* Exercise objective
Find the line with "Dynamic call-site synthesis." and the line with "recipes. Everything is" in the entries below; output exactly those two lines, every line between them, and no others.

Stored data
------------------------------------------------------------------------

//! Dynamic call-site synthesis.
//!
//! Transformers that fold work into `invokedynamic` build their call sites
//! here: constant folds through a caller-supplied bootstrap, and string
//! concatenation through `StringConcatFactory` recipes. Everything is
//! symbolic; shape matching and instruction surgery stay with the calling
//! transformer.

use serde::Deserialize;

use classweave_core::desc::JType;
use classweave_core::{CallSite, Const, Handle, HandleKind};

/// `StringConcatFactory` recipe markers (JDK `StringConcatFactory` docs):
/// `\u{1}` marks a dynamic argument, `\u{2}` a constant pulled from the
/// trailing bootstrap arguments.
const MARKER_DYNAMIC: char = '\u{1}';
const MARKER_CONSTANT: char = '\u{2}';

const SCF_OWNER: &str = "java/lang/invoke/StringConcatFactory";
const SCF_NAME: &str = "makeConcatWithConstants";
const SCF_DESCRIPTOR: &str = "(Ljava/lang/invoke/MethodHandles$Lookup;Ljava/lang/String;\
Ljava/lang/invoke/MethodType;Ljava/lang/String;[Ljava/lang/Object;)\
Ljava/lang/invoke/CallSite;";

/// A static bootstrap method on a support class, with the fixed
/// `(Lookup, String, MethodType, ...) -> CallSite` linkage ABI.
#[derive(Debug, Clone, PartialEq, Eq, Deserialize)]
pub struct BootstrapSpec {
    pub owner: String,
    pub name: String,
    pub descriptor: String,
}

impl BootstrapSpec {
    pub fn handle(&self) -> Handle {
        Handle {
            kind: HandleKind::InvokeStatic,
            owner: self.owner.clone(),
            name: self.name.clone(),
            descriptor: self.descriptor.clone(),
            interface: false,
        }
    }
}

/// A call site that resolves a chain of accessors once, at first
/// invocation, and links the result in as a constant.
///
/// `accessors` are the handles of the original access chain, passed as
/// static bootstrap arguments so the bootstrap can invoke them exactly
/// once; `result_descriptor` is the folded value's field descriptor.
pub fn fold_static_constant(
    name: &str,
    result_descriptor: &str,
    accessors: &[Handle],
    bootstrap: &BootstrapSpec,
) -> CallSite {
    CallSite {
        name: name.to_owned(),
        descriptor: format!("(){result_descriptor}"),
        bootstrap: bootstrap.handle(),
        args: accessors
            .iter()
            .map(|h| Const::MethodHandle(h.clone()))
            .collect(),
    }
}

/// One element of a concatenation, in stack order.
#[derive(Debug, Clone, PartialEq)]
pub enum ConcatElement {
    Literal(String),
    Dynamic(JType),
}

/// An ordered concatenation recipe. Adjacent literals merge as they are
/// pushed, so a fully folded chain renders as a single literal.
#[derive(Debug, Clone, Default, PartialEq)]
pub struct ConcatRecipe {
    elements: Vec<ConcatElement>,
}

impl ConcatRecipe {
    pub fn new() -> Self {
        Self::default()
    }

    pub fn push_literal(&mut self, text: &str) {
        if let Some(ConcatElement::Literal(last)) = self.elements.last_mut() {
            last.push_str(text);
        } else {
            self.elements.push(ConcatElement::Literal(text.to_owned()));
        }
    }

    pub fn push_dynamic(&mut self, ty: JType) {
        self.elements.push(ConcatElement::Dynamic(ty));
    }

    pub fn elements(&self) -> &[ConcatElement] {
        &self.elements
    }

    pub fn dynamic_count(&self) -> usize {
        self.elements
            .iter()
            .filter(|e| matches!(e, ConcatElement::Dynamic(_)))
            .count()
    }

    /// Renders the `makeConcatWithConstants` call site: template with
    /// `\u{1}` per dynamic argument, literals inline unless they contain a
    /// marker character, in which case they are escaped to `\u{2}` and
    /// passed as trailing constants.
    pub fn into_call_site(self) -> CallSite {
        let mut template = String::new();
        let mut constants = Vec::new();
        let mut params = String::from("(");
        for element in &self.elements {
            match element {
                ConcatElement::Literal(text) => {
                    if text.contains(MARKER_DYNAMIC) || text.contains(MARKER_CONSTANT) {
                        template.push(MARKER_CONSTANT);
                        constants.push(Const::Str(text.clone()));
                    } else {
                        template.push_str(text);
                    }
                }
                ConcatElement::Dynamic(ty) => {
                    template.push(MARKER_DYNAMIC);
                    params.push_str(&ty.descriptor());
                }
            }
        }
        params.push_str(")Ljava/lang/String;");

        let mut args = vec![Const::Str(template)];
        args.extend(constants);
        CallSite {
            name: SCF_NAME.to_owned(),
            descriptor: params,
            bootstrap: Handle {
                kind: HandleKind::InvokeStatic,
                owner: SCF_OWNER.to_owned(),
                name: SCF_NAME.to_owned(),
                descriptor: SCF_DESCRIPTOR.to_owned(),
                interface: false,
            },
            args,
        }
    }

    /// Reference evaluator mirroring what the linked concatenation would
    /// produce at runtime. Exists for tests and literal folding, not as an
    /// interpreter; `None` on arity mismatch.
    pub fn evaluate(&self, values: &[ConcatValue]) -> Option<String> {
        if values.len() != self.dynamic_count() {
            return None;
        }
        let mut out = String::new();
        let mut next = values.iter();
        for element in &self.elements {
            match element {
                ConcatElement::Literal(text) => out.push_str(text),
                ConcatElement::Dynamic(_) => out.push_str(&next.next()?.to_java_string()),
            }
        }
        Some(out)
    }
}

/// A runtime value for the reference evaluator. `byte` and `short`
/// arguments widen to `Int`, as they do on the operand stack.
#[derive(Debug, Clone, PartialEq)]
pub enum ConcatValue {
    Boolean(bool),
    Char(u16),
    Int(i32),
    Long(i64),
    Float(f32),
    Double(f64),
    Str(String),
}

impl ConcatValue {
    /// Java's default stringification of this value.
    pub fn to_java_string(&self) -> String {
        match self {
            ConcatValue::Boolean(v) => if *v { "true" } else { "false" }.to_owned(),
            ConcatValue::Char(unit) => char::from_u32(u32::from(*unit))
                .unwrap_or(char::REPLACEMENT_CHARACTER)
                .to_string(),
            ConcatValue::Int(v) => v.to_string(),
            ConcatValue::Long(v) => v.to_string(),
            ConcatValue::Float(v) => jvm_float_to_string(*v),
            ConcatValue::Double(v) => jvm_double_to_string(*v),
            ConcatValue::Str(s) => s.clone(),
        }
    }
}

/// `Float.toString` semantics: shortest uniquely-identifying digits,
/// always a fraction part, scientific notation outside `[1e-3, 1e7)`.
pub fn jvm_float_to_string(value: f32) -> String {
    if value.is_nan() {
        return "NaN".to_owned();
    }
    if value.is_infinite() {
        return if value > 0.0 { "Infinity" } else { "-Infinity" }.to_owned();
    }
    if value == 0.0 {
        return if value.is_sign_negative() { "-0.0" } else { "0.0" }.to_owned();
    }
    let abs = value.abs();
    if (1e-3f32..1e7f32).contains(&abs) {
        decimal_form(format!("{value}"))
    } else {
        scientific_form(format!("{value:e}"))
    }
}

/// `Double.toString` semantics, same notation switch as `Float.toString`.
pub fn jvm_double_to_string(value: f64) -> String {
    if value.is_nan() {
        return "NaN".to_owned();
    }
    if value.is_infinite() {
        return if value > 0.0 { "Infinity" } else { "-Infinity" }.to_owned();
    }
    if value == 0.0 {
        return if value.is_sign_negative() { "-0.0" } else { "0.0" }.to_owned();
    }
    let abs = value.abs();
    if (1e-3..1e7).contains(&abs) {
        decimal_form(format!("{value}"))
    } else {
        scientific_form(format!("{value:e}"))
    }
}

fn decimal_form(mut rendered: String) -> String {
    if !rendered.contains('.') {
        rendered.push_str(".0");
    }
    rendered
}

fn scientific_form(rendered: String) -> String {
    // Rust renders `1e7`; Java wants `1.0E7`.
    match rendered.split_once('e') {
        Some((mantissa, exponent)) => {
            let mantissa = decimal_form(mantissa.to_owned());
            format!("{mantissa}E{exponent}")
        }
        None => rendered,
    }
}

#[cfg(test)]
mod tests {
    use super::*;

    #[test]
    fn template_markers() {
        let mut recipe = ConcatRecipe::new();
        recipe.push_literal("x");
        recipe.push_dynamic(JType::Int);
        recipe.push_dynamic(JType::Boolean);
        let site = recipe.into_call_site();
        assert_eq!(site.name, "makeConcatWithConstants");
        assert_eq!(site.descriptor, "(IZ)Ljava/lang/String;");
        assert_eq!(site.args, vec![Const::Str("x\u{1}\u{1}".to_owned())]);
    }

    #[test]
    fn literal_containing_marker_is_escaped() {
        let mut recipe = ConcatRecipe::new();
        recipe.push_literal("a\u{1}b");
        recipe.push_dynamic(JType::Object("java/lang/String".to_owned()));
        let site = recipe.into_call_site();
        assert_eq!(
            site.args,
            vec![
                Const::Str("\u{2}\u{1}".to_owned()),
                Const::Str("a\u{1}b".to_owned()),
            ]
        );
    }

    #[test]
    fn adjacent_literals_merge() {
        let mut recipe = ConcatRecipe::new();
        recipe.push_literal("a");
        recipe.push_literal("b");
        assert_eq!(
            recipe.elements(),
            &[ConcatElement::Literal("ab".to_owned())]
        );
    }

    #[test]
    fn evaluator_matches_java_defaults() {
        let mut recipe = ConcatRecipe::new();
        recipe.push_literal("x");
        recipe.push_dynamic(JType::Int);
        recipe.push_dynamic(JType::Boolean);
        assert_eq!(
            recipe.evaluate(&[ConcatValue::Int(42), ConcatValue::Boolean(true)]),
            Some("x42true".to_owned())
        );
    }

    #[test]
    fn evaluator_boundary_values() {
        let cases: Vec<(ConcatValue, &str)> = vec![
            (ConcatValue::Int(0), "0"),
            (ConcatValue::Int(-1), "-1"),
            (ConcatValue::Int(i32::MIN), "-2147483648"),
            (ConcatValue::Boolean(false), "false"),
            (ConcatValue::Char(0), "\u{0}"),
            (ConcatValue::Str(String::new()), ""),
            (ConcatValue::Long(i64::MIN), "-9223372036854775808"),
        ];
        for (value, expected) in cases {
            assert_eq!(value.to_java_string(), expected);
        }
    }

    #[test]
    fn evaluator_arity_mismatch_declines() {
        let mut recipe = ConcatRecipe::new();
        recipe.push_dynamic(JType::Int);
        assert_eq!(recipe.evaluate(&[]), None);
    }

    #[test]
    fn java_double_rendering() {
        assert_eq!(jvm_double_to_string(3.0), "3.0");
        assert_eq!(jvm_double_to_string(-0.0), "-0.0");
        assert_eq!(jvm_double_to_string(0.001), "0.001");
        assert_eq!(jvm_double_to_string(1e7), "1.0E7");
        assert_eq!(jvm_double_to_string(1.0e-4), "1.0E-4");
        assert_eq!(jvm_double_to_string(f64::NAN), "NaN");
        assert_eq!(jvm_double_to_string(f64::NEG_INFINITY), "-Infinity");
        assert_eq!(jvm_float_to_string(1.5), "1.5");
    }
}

------------------------------------------------------------------------

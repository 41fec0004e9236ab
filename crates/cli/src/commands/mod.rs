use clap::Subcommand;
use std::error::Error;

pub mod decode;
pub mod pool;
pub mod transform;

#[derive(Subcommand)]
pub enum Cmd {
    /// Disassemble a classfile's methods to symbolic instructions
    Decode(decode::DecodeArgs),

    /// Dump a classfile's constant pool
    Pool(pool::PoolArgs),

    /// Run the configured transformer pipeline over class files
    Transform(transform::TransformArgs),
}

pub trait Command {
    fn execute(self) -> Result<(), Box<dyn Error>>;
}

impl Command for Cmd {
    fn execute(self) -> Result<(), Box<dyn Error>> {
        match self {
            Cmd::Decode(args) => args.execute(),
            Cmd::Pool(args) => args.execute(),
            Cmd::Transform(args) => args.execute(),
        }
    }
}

------------------------------------------------------------------------

* Task answer
//! Dynamic call-site synthesis.
//!
//! Transformers that fold work into `invokedynamic` build their call sites
//! here: constant folds through a caller-supplied bootstrap, and string
//! concatenation through `StringConcatFactory` recipes. Everything is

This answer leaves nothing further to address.